Aim of the exercise: Say how many of the lines below contain the word "impl"; nothing else belongs in the answer.

[Stored data entries]
_ _ _ _

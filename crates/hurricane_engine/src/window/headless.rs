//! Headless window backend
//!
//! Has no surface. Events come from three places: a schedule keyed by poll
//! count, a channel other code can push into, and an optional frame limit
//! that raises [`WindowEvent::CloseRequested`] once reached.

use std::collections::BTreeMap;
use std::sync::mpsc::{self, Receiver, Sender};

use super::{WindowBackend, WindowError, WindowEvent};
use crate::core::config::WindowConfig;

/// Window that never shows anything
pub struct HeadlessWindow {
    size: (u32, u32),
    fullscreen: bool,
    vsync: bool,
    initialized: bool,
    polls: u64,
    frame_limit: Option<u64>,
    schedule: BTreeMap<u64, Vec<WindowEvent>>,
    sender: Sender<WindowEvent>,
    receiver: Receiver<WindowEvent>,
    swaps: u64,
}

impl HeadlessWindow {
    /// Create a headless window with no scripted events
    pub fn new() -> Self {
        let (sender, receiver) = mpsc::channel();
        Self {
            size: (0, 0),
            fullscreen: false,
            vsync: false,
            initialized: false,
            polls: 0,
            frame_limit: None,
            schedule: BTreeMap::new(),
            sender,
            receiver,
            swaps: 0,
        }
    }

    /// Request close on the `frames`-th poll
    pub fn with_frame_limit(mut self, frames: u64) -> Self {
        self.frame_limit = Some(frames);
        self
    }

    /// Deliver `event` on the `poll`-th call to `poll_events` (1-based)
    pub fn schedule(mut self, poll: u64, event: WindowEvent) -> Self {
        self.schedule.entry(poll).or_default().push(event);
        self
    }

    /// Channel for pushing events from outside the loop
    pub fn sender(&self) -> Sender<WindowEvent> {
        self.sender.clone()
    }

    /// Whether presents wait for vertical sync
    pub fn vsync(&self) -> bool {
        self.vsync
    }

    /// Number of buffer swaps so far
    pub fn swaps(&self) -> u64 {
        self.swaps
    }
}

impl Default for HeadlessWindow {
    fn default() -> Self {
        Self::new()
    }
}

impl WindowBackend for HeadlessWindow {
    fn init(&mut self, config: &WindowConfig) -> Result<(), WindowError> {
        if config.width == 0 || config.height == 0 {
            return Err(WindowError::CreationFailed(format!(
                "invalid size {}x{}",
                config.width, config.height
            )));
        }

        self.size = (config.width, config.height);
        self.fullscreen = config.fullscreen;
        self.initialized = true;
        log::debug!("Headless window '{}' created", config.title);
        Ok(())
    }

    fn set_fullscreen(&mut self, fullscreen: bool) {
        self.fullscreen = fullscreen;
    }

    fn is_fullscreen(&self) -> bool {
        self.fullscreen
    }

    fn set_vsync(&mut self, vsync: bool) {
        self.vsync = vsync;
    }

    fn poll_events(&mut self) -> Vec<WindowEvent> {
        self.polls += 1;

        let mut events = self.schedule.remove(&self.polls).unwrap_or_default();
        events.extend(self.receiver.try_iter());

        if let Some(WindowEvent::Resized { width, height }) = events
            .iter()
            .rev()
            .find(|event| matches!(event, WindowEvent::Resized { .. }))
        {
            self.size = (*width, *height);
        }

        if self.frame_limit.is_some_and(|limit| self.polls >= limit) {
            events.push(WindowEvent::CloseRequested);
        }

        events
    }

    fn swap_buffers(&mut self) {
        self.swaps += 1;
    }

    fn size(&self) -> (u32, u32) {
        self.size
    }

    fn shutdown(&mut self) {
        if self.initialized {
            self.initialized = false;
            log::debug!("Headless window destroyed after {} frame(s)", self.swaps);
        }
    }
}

_ _ _ _

Your response: 3